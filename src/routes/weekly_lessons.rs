use actix_web::{HttpRequest, HttpResponse, Result as ActixResult, web};
use once_cell::sync::Lazy;

use crate::middlewares;
use crate::models::users::entities::UserRole;
use crate::models::weekly_lessons::requests::{
    CreateWeeklyLessonRequest, UpdateWeeklyLessonRequest, WeeklyLessonQuery,
};
use crate::services::WeeklyLessonService;
use crate::utils::SafeLessonIdI64;

// 懒加载的全局 LESSON_SERVICE 实例
static LESSON_SERVICE: Lazy<WeeklyLessonService> = Lazy::new(WeeklyLessonService::new_lazy);

// HTTP处理程序
pub async fn create_lesson(
    req: HttpRequest,
    lesson_data: web::Json<CreateWeeklyLessonRequest>,
) -> ActixResult<HttpResponse> {
    LESSON_SERVICE.create_lesson(&req, lesson_data.into_inner()).await
}

pub async fn list_lessons(
    req: HttpRequest,
    query: web::Query<WeeklyLessonQuery>,
) -> ActixResult<HttpResponse> {
    LESSON_SERVICE.list_lessons(&req, query.into_inner()).await
}

pub async fn my_lessons(req: HttpRequest) -> ActixResult<HttpResponse> {
    LESSON_SERVICE.my_lessons(&req).await
}

pub async fn upcoming_lessons(req: HttpRequest) -> ActixResult<HttpResponse> {
    LESSON_SERVICE.upcoming_lessons(&req).await
}

pub async fn get_lesson(req: HttpRequest, lesson_id: SafeLessonIdI64) -> ActixResult<HttpResponse> {
    LESSON_SERVICE.get_lesson(&req, lesson_id.0).await
}

pub async fn update_lesson(
    req: HttpRequest,
    lesson_id: SafeLessonIdI64,
    update_data: web::Json<UpdateWeeklyLessonRequest>,
) -> ActixResult<HttpResponse> {
    LESSON_SERVICE
        .update_lesson(&req, lesson_id.0, update_data.into_inner())
        .await
}

pub async fn delete_lesson(
    req: HttpRequest,
    lesson_id: SafeLessonIdI64,
) -> ActixResult<HttpResponse> {
    LESSON_SERVICE.delete_lesson(&req, lesson_id.0).await
}

// 配置路由
pub fn configure_weekly_lesson_routes(cfg: &mut web::ServiceConfig) {
    cfg.service(
        web::scope("/api/v1/weekly-lessons")
            .wrap(middlewares::RequireJWT)
            .service(
                web::resource("")
                    .route(web::get().to(list_lessons))
                    .route(
                        web::post()
                            .to(create_lesson)
                            // 排课仅限管理员
                            .wrap(middlewares::RequireRole::new_any(UserRole::admin_roles())),
                    ),
            )
            .service(
                web::resource("/mine").route(
                    web::get()
                        .to(my_lessons)
                        .wrap(middlewares::RequireRole::new(&UserRole::Teacher)),
                ),
            )
            .service(
                web::resource("/upcoming").route(
                    web::get()
                        .to(upcoming_lessons)
                        .wrap(middlewares::RequireRole::new(&UserRole::Student)),
                ),
            )
            .service(
                web::resource("/{lesson_id}")
                    .route(web::get().to(get_lesson))
                    .route(
                        web::put()
                            .to(update_lesson)
                            .wrap(middlewares::RequireRole::new_any(UserRole::admin_roles())),
                    )
                    .route(
                        web::delete()
                            .to(delete_lesson)
                            .wrap(middlewares::RequireRole::new_any(UserRole::admin_roles())),
                    ),
            ),
    );
}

· · · ·

EXERCISE
Look above for the line with "use crate::models::users::entities::UserRole;" and the line with "HttpRequest, lesson_id: SafeLessonIdI64)". Write out those two lines and all the lines between them, exactly, and no others.

RESPONSE TO THIS TASK
use crate::models::users::entities::UserRole;
use crate::models::weekly_lessons::requests::{
    CreateWeeklyLessonRequest, UpdateWeeklyLessonRequest, WeeklyLessonQuery,
};
use crate::services::WeeklyLessonService;
use crate::utils::SafeLessonIdI64;

// 懒加载的全局 LESSON_SERVICE 实例
static LESSON_SERVICE: Lazy<WeeklyLessonService> = Lazy::new(WeeklyLessonService::new_lazy);

// HTTP处理程序
pub async fn create_lesson(
    req: HttpRequest,
    lesson_data: web::Json<CreateWeeklyLessonRequest>,
) -> ActixResult<HttpResponse> {
    LESSON_SERVICE.create_lesson(&req, lesson_data.into_inner()).await
}

pub async fn list_lessons(
    req: HttpRequest,
    query: web::Query<WeeklyLessonQuery>,
) -> ActixResult<HttpResponse> {
    LESSON_SERVICE.list_lessons(&req, query.into_inner()).await
}

pub async fn my_lessons(req: HttpRequest) -> ActixResult<HttpResponse> {
    LESSON_SERVICE.my_lessons(&req).await
}

pub async fn upcoming_lessons(req: HttpRequest) -> ActixResult<HttpResponse> {
    LESSON_SERVICE.upcoming_lessons(&req).await
}

pub async fn get_lesson(req: HttpRequest, lesson_id: SafeLessonIdI64) -> ActixResult<HttpResponse> {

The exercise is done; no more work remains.